No famoso “Discurso do Pão da Vida” (João 6:51) proferido por Jesus temos:

Eu sou o pão vivo que desceu do céu; se alguém comer deste pão, viverá para sempre; e o pão que eu der é a minha carne, que eu darei pela vida do mundo.

Mas você sabia que essa emocionante frase tem um peso ainda maior associada a cidade de Belém, onde nasceu Jesus? Para isso é preciso considerar o nome da cidade considerando povos da região.

1. Significado em Hebraico: “Casa do Pão”

No hebraico original, o nome da cidade é בֵּית לֶחֶם (Beit Lechem).

  • Beit (בֵּית): Significa “Casa”.
  • Lechem (לֶחֶם): Significa “Pão”.

Para os antigos hebreus, o pão era o alimento essencial e o sinônimo máximo de sustento. Portanto, o significado literal é “Casa do Pão”, o que carrega uma forte conotação de fartura e acolhimento. No contexto cristão, esse significado ganha um teor profético e teológico, já que Jesus (nascido em Belém) se autodenominou o “Pão da Vida”.

2. Significado em Árabe: “Casa da Carne”

Em árabe, o nome da mesma cidade é بيت لحم (Bayt Lahm).

  • Bayt (بيت): Mantém o mesmo significado semítico de “Casa”.
  • Lahm (لحم): Nesta língua, a palavra evoluiu para significar “Carne”.

Embora a raiz triconsonantal (l-ḥ-m) seja a mesma do hebraico, o significado mudou para os povos árabes da região, que associaram a ideia de “sustento essencial” à carne. Assim, o significado literal em árabe é “Casa da Carne”.

A jogada genial de Jesus

Jesus apresenta uma ponte exata entre os dois sentidos da raiz l-ḥ-m (sustento):

  • A “Casa do Pão” (Hebraico – Beit Lechem): Jesus começa afirmando “Eu sou o pão vivo”. Ele nasceu em Belém, a cidade que literalmente se chama “Casa do Pão”. Para os ouvintes judeus daquela sinagoga em Cafarnaum, a associação com o sustento do deserto (o maná) e com a própria cidade de Davi (Belém) era imediata.
  • A “Casa da Carne” (Árabe/Semítico Central – Bayt Lahm): Na segunda metade do versículo, Jesus faz uma virada radical que choca o seu público: “…e o pão que eu der é a minha carne.

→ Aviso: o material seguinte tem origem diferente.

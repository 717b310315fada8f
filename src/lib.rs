//! Generic ordered trees driven by two dual recursion schemes.
//!
//! - [`Tree::unfold`] (anamorphism) grows a tree from a seed and a generator.
//! - [`Tree::fold`] (catamorphism) collapses a tree bottom-up with a combiner.
//! - [`Tree::map`] is a `fold` whose combiner rebuilds each node.
//!
//! The caller supplies behavior, the tree supplies structure: whether a node is
//! a leaf, or whether a traversal is preorder or postorder, is decided by the
//! combiner looking at its accumulator, not by the tree.
//!
//! ```
//! use treegami::Tree;
//!
//! let tree = Tree::unfold(|x: u32| (x, if x < 4 { vec![2 * x, 2 * x + 1] } else { vec![] }), 1);
//! let preorder = tree.fold(|x, acc: Vec<String>| {
//!     std::iter::once(x.to_string()).chain(acc).collect::<Vec<_>>().join(",")
//! });
//! assert_eq!(preorder, "1,2,4,5,3,6,7");
//! ```
//!
//! Checked variants live in [`fallible`], explicit-stack variants in
//! [`tree_stack`], rayon-backed ones in [`parallel`]. [`Evaluator`] picks one
//! of them from [`Settings`].

pub mod config;
pub mod errors;
pub mod evaluator;
pub mod fallible;
pub mod parallel;
pub mod traversal;
pub mod tree;
pub mod tree_stack;
pub mod tree_traits;
pub mod util;

pub use config::{Settings, Strategy};
pub use errors::{TreeError, TreeResult};
pub use evaluator::Evaluator;
pub use fallible::exact_children;
pub use traversal::Iter;
pub use tree::Tree;
pub use tree_traits::TreeRender;
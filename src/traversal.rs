//! Common tree queries, all derived from `fold`.
//!
//! Traversal order is nothing but accumulator placement: `preorder` puts a
//! node's value in front of its children's results, `postorder` behind them.

use tracing::instrument;

use crate::tree::Tree;

impl<A> Tree<A> {
    /// Number of levels; a single leaf has depth 1.
    #[instrument(level = "debug", skip_all)]
    pub fn depth(&self) -> usize {
        self.fold(|_, acc: Vec<usize>| 1 + acc.into_iter().max().unwrap_or(0))
    }

    /// Number of nodes.
    pub fn size(&self) -> usize {
        self.fold(|_, acc: Vec<usize>| 1 + acc.into_iter().sum::<usize>())
    }

    /// Values of all nodes without children, left to right.
    #[instrument(level = "debug", skip_all)]
    pub fn leaves(&self) -> Vec<&A> {
        self.fold(|value, acc: Vec<Vec<_>>| {
            if acc.is_empty() {
                vec![value]
            } else {
                acc.concat()
            }
        })
    }

    pub fn preorder(&self) -> Vec<&A> {
        self.fold(|value, acc: Vec<Vec<_>>| {
            let mut out = vec![value];
            out.extend(acc.into_iter().flatten());
            out
        })
    }

    pub fn postorder(&self) -> Vec<&A> {
        self.fold(|value, acc: Vec<Vec<_>>| {
            let mut out: Vec<_> = acc.into_iter().flatten().collect();
            out.push(value);
            out
        })
    }

    /// The tree with every value replaced by its child count.
    ///
    /// Two trees have the same shape exactly when their shapes are equal.
    pub fn shape(&self) -> Tree<usize> {
        self.fold(|_, children: Vec<Tree<usize>>| Tree::new(children.len(), children))
    }

    /// Lazy preorder iterator over the values.
    pub fn iter(&self) -> Iter<'_, A> {
        Iter { stack: vec![self] }
    }
}

/// Preorder iterator driven by an explicit stack.
#[derive(Debug)]
pub struct Iter<'a, A> {
    stack: Vec<&'a Tree<A>>,
}

impl<'a, A> Iterator for Iter<'a, A> {
    type Item = &'a A;

    fn next(&mut self) -> Option<Self::Item> {
        let node = self.stack.pop()?;
        // Push children in reverse order for left-to-right traversal
        self.stack.extend(node.children().iter().rev());
        Some(&node.value)
    }
}

impl<'a, A> IntoIterator for &'a Tree<A> {
    type Item = &'a A;
    type IntoIter = Iter<'a, A>;

    fn into_iter(self) -> Self::IntoIter {
        self.iter()
    }
}

#[cfg(test)]
mod tests {
    use super::*;

    // root
    // ├── child1
    // │   └── grandchild1
    // └── child2
    fn sample() -> Tree<&'static str> {
        Tree::new(
            "root",
            vec![
                Tree::new("child1", vec![Tree::leaf("grandchild1")]),
                Tree::leaf("child2"),
            ],
        )
    }

    #[test]
    fn given_sample_when_depth_then_counts_levels() {
        assert_eq!(sample().depth(), 3);
        assert_eq!(Tree::leaf(()).depth(), 1);
    }

    #[test]
    fn given_sample_when_size_then_counts_nodes() {
        assert_eq!(sample().size(), 4);
    }

    #[test]
    fn given_sample_when_leaves_then_returns_childless_nodes_in_order() {
        let tree = sample();
        assert_eq!(tree.leaves(), vec![&"grandchild1", &"child2"]);
    }

    #[test]
    fn given_sample_when_traversing_then_pre_and_postorder() {
        let tree = sample();
        assert_eq!(
            tree.preorder(),
            vec![&"root", &"child1", &"grandchild1", &"child2"]
        );
        assert_eq!(
            tree.postorder(),
            vec![&"grandchild1", &"child1", &"child2", &"root"]
        );
    }

    #[test]
    fn given_sample_when_iterating_then_matches_fold_preorder() {
        let tree = sample();
        let iterated: Vec<_> = tree.iter().collect();
        assert_eq!(iterated, tree.preorder());

        let mut count = 0;
        for _ in &tree {
            count += 1;
        }
        assert_eq!(count, tree.size());
    }

    #[test]
    fn given_sample_when_shape_then_records_child_counts() {
        let expected = Tree::new(
            2,
            vec![Tree::new(1, vec![Tree::leaf(0)]), Tree::leaf(0)],
        );
        assert_eq!(sample().shape(), expected);
        assert_eq!(sample().map(|s| s.len()).shape(), expected);
    }
}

Embora o árabe tenha se consolidado séculos depois, a divergência no significado da raiz l-ḥ-m (onde o termo passou a significar “carne” em vez de “pão” em ramos semíticos vizinhos) reflete uma transição conceitual que o próprio Jesus opera em sua fala. Ele pega o conceito de Belém como fonte de alimento genérico/vegetal (pão) e o eleva para o sacrifício físico e biológico (carne).

O paradoxo de Belém: A cidade do nascimento de Jesus prefigura o seu destino. Ele nasce na Casa do Pão para se tornar o alimento espiritual da humanidade, mas esse pão só alimenta o mundo porque se torna Carne sacrificada na cruz.